# Who wants these ?... FREE DP books and movie



## brill (Apr 17, 2016)

FREE - (one per person)

Used books and dvd movie

At Last A Life by Paul David

edited:

got one book left


----------



## TDX (Jul 12, 2014)

> Stranger To My Self by Jeffrey Abugel
> 
> At Last A Life by Paul David


I would really appreciate it if you could scan both or take photos from each page of these books. You could then upload them on dropbox or a similar service and then give me the download link. The raw pictures would be enough and it only has to be readable.

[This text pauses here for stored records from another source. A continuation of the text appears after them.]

use seastorm::core::CoreApp;

#[tokio::main]
async fn main() {
    if let Err(e) = CoreApp::run().await {
        eprintln!("\nError: {}\n", e);
        std::process::exit(1);
    }
}
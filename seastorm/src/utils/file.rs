//! File utility functions

use std::path::{Path, PathBuf};

use anyhow::{Context, Result};

/// Expand a path string to an absolute path.
///
/// - Tilde expansion: `~` or `~/path` -> home directory
/// - Relative paths and bare names resolve against the current directory
/// - Absolute paths pass through unchanged
///
/// ```text
/// expand_path("~/.seastorm")  // -> /home/user/.seastorm
/// expand_path("./logs")       // -> /current/dir/logs
/// expand_path("/var/logs")    // -> /var/logs
/// ```
pub fn expand_path(path: &str) -> PathBuf {
    let path = path.trim();

    if path.is_empty() {
        return std::env::current_dir().unwrap_or_else(|_| PathBuf::from("."));
    }

    let expanded = if path == "~" {
        dirs::home_dir().unwrap_or_else(|| PathBuf::from(path))
    } else if let Some(rest) = path.strip_prefix("~/") {
        if let Some(home) = dirs::home_dir() {
            home.join(rest)
        } else {
            PathBuf::from(path)
        }
    } else {
        PathBuf::from(path)
    };

    if expanded.is_relative() {
        std::env::current_dir()
            .map(|cwd| cwd.join(&expanded))
            .unwrap_or(expanded)
    } else {
        expanded
    }
}

/// Replace `path` with `contents` via a sibling temp file and rename, so
/// readers never see a half-written document.
pub async fn write_atomic(path: &Path, contents: &str) -> Result<()> {
    let file_name = path
        .file_name()
        .with_context(|| format!("Output path has no file name: {}", path.display()))?;
    let mut tmp_name = file_name.to_os_string();
    tmp_name.push(".tmp");
    let tmp_path = path.with_file_name(tmp_name);

    tokio::fs::write(&tmp_path, contents)
        .await
        .with_context(|| format!("Failed to write file: {}", tmp_path.display()))?;
    tokio::fs::rename(&tmp_path, path)
        .await
        .with_context(|| format!("Failed to replace file: {}", path.display()))?;
    Ok(())
}
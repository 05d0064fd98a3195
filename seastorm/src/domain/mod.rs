//! Domain logic
//!
//! - `trace` - Per-process log parsing and causal trace reconstruction

pub mod trace;

pub use trace::{Ordering, Trace, TraceError, ordering_from_logs};
use std::fs;
use std::path::{Path, PathBuf};

use anyhow::{Context, Result};
use serde::Deserialize;

use crate::utils::file::expand_path;

use super::cli::CliConfig;
use super::constants::{
    APP_DOT_FOLDER, CONFIG_FILE_NAME, DEFAULT_LOG_EXTENSION, DEFAULT_WATCH_INTERVAL_SECS,
};

// =============================================================================
// File Config Structs (JSON deserialization)
// =============================================================================

/// Log input configuration section
#[derive(Debug, Default, Clone, Deserialize)]
pub struct LogsFileConfig {
    /// Directory of harvested process logs
    pub dir: Option<String>,
    /// Process alias file (JSON object id -> name)
    pub aliases: Option<String>,
    /// Process log file extension (default: "log")
    pub extension: Option<String>,
}

/// Output configuration section
#[derive(Debug, Default, Clone, Deserialize)]
pub struct OutputFileConfig {
    pub path: Option<String>,
    /// Pretty-print JSON output (default: true)
    pub pretty: Option<bool>,
}

/// Watch mode configuration section
#[derive(Debug, Default, Clone, Deserialize)]
pub struct WatchFileConfig {
    pub interval_secs: Option<u64>,
}

/// File-based configuration (JSON)
#[derive(Debug, Default, Deserialize)]
pub struct FileConfig {
    pub logs: Option<LogsFileConfig>,
    pub output: Option<OutputFileConfig>,
    pub watch: Option<WatchFileConfig>,
    #[serde(flatten)]
    pub extra: serde_json::Value,
}

impl FileConfig {
    /// Load configuration from a JSON file
    fn load_from_file(path: &Path) -> Result<Self> {
        tracing::debug!(path = %path.display(), "Loading config file");
        let content = fs::read_to_string(path)
            .with_context(|| format!("Failed to read config file: {}", path.display()))?;
        let config: Self = serde_json::from_str(&content)
            .with_context(|| format!("Failed to parse config file: {}", path.display()))?;
        tracing::trace!(config = ?config, "Parsed config file");
        Ok(config)
    }

    /// Names of fields not understood by this version
    fn unknown_fields(&self) -> Vec<&str> {
        match &self.extra {
            serde_json::Value::Object(map) => map.keys().map(|k| k.as_str()).collect(),
            _ => Vec::new(),
        }
    }

    /// Warn about unknown fields in the config
    fn warn_unknown_fields(&self) {
        let unknown = self.unknown_fields();
        if !unknown.is_empty() {
            tracing::warn!(
                fields = %unknown.join(", "),
                "Unknown fields in config file (possible typos)"
            );
        }
    }

    /// Merge another FileConfig into this one (other takes precedence)
    fn merge(&mut self, other: FileConfig) {
        if let Some(logs) = other.logs {
            let current = self.logs.get_or_insert_with(LogsFileConfig::default);
            if logs.dir.is_some() {
                tracing::trace!(dir = ?logs.dir, "Merging logs.dir");
                current.dir = logs.dir;
            }
            if logs.aliases.is_some() {
                tracing::trace!(aliases = ?logs.aliases, "Merging logs.aliases");
                current.aliases = logs.aliases;
            }
            if logs.extension.is_some() {
                tracing::trace!(extension = ?logs.extension, "Merging logs.extension");
                current.extension = logs.extension;
            }
        }

        if let Some(output) = other.output {
            let current = self.output.get_or_insert_with(OutputFileConfig::default);
            if output.path.is_some() {
                tracing::trace!(path = ?output.path, "Merging output.path");
                current.path = output.path;
            }
            if output.pretty.is_some() {
                tracing::trace!(pretty = ?output.pretty, "Merging output.pretty");
                current.pretty = output.pretty;
            }
        }

        if let Some(watch) = other.watch {
            let current = self.watch.get_or_insert_with(WatchFileConfig::default);
            if watch.interval_secs.is_some() {
                tracing::trace!(interval_secs = ?watch.interval_secs, "Merging watch.interval_secs");
                current.interval_secs = watch.interval_secs;
            }
        }
    }
}

// =============================================================================
// Resolved Configuration
// =============================================================================

/// Watch mode settings
#[derive(Debug, Clone, PartialEq, Eq)]
pub struct WatchConfig {
    pub interval_secs: u64,
}

/// Application configuration after layering all sources
#[derive(Debug, Clone, PartialEq, Eq)]
pub struct AppConfig {
    pub logs_dir: Option<PathBuf>,
    pub aliases: Option<PathBuf>,
    pub log_extension: String,
    pub output: Option<PathBuf>,
    pub pretty: bool,
    pub watch: WatchConfig,
}

impl AppConfig {
    /// Load configuration from all sources
    ///
    /// Priority (lowest to highest):
    /// 1. Defaults
    /// 2. Profile directory config (~/.seastorm/seastorm.json)
    /// 3. Local directory config OR CLI-specified config path
    /// 4. CLI arguments (which include env var fallbacks via clap)
    pub fn load(cli: &CliConfig) -> Result<Self> {
        tracing::debug!("Loading application configuration");
        tracing::trace!(cli = ?cli, "CLI config");

        let mut file_config = FileConfig::default();
        let mut found_configs: Vec<String> = Vec::new();

        // 1. Load from profile dir (~/.seastorm/seastorm.json) - skip if not exists
        if let Some(profile_path) = get_profile_config_path()
            && profile_path.exists()
        {
            let profile_config = FileConfig::load_from_file(&profile_path)?;
            profile_config.warn_unknown_fields();
            file_config.merge(profile_config);
            found_configs.push(profile_path.display().to_string());
        }

        // 2. Load from CLI-specified path OR local directory
        let overlay_path = if let Some(ref path) = cli.config {
            let expanded = expand_path(&path.to_string_lossy());
            if !expanded.exists() {
                anyhow::bail!("Config file not found: {}", expanded.display());
            }
            Some(expanded)
        } else {
            let local = PathBuf::from(CONFIG_FILE_NAME);
            if local.exists() { Some(local) } else { None }
        };

        if let Some(path) = overlay_path {
            let overlay_config = FileConfig::load_from_file(&path)?;
            overlay_config.warn_unknown_fields();
            file_config.merge(overlay_config);
            found_configs.push(path.display().to_string());
        }

        tracing::debug!(configs = ?found_configs, "Config files loaded");

        Ok(Self::from_sources(cli, file_config))
    }

    /// Layer configs: defaults -> file config -> CLI/env overrides
    fn from_sources(cli: &CliConfig, file_config: FileConfig) -> Self {
        let file_logs = file_config.logs.unwrap_or_default();
        let file_output = file_config.output.unwrap_or_default();
        let file_watch = file_config.watch.unwrap_or_default();

        let logs_dir = cli
            .logs_dir
            .clone()
            .or_else(|| file_logs.dir.as_deref().map(expand_path));

        let aliases = cli
            .aliases
            .clone()
            .or_else(|| file_logs.aliases.as_deref().map(expand_path));

        let log_extension = cli
            .log_extension
            .clone()
            .or(file_logs.extension)
            .map(|ext| ext.trim_start_matches('.').to_string())
            .unwrap_or_else(|| DEFAULT_LOG_EXTENSION.to_string());

        let output = cli
            .output
            .clone()
            .or_else(|| file_output.path.as_deref().map(expand_path));

        // pretty: --compact CLI flag disables, then file config, default true
        let pretty = if cli.compact {
            false
        } else {
            file_output.pretty.unwrap_or(true)
        };

        let interval_secs = cli
            .watch_interval_secs
            .or(file_watch.interval_secs)
            .unwrap_or(DEFAULT_WATCH_INTERVAL_SECS)
            .max(1);

        let config = Self {
            logs_dir,
            aliases,
            log_extension,
            output,
            pretty,
            watch: WatchConfig { interval_secs },
        };
        tracing::debug!(config = ?config, "Configuration resolved");
        config
    }

    /// Log directory, required by commands that read logs
    pub fn require_logs_dir(&self) -> Result<&Path> {
        self.logs_dir.as_deref().context(
            "No log directory configured. Pass --logs-dir, set SEASTORM_LOGS_DIR, \
             or set logs.dir in seastorm.json",
        )
    }

    /// Output file, required by watch mode
    pub fn require_output(&self) -> Result<&Path> {
        self.output.as_deref().context(
            "No output file configured for watch. Pass --output, set SEASTORM_OUTPUT, \
             or set output.path in seastorm.json",
        )
    }
}

fn get_profile_config_path() -> Option<PathBuf> {
    dirs::home_dir().map(|h| h.join(APP_DOT_FOLDER).join(CONFIG_FILE_NAME))
}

Sending them per post would not work for me, because I have to protect my anonymity and my parents would notice that I still concern myself with this topic. I want to avoid the latter in order to not worry them more than I am already doing.


----------



## brill (Apr 17, 2016)

TDX said:


> I would really appreciate it if you could scan both or take photos from each page of these books. You could then upload them on dropbox or a similar service and then give me the download link. The raw pictures would be enough and it only has to be readable.
> 
> Sending them per post would not work for me, because I have to protect my anonymity and my parents would notice that I still concern myself with this topic. I want to avoid the latter in order to not worry them more than I am already doing.


LOL.... maybe Dr B could help you with that


----------



## <AGENT>teh345 (Apr 10, 2012)

I might be interested in the "Numb" DVD. Seen it before, but still worth a watch probably.

I don't really like owning literature or films about DP/DR, because I feel like it causes too much focus on the symptoms, which in turn worsen them. Numb is a decent movie though.


----------



## mana_war (Jul 3, 2014)

which one is nicer? have you read them//
?


----------



## Crazxan (May 14, 2017)

If you still have some DP stuff I am interested. Just hit me up in the PM's.


----------